Nakaya was also a prolific science essayist. A select bibliography at the website of the Nakaya Ukichiro Museum of Snow and Ice lists more than 40 titles that explained science for the general public, on topics ranging from snow and geophysics to archaeology and the scientific method.

He also produced a number of documentary films and radio programs. In 1950, he played a central role in the founding of Iwanami Productions, which went on to produce more than 4,000 documentary and educational films. (The films are now available from Hitachi Media Productions in digital form as the Iwanami Film Library.)

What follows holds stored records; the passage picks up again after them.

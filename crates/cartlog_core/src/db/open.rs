//! Connection bootstrap utilities.
//!
//! # Responsibility
//! - Open file or in-memory database connections.
//! - Configure connection pragmas required by core behavior.
//! - Trigger schema migrations before returning a usable connection.
//!
//! # Invariants
//! - Returned connections have `foreign_keys=ON`.
//! - Returned connections have migrations fully applied.

use super::migrations::apply_migrations;
use super::DbResult;
use log::{error, info};
use rusqlite::Connection;
use std::path::Path;
use std::time::{Duration, Instant};

/// Opens a database file and applies all pending migrations.
///
/// # Side effects
/// - Performs connection bootstrap and migration checks.
/// - Emits `db_open` logging events with duration and status.
pub fn open_db(path: impl AsRef<Path>) -> DbResult<Connection> {
    open_with("file", || Connection::open(path.as_ref()))
}

/// Opens an in-memory database and applies all pending migrations.
///
/// Used by tests and throwaway imports; same bootstrap contract as
/// [`open_db`].
pub fn open_db_in_memory() -> DbResult<Connection> {
    open_with("memory", Connection::open_in_memory)
}

fn open_with(
    mode: &str,
    open: impl FnOnce() -> Result<Connection, rusqlite::Error>,
) -> DbResult<Connection> {
    let started_at = Instant::now();
    info!("event=db_open module=db status=start mode={mode}");

    let mut conn = match open() {
        Ok(conn) => conn,
        Err(err) => {
            error!(
                "event=db_open module=db status=error mode={mode} duration_ms={} error_code=db_open_failed error={err}",
                started_at.elapsed().as_millis()
            );
            return Err(err.into());
        }
    };

    match bootstrap_connection(&mut conn) {
        Ok(()) => {
            info!(
                "event=db_open module=db status=ok mode={mode} duration_ms={}",
                started_at.elapsed().as_millis()
            );
            Ok(conn)
        }
        Err(err) => {
            error!(
                "event=db_open module=db status=error mode={mode} duration_ms={} error_code=db_bootstrap_failed error={err}",
                started_at.elapsed().as_millis()
            );
            Err(err)
        }
    }
}

fn bootstrap_connection(conn: &mut Connection) -> DbResult<()> {
    conn.execute_batch("PRAGMA foreign_keys = ON;")?;
    conn.busy_timeout(Duration::from_secs(5))?;
    apply_migrations(conn)?;
    Ok(())
}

His most famous quote is probably "Snowflakes are letters sent from heaven." He returned to this idea several times, first in his 1939 documentary film Snow Crystals, and again in a handwritten note in a copy of his 1954 book Snow Crystals: Natural and Artificial.

==Personal life==
Nakaya married twice. His first wife was the daughter of Sakutaro Fujioka (藤岡作太郎, Fujioka Sakutarō), a literary historian who taught at Tokyo Imperial University. She died in Japan of diphtheria while Nakaya was studying at King's College. He remarried in 1932. His daughter Fujiko Nakaya, born in 1933, is an artist known for her fog sculptures. He had two other daughters, Sakiko and Miyoko Nakaya.

In his later life, Nakaya was an accomplished sumi-e artist.

==Bibliography==
- Nakaya, Ukichiro (1954). "Snow Crystals: Natural and Artificial"

- Daub, Edward E. (2003). "Reflections on Science by NAKAYA Ukichiro, An Advanced Japanese Reader" (In Japanese, with readings, vocabulary notes, translations, and glossary.)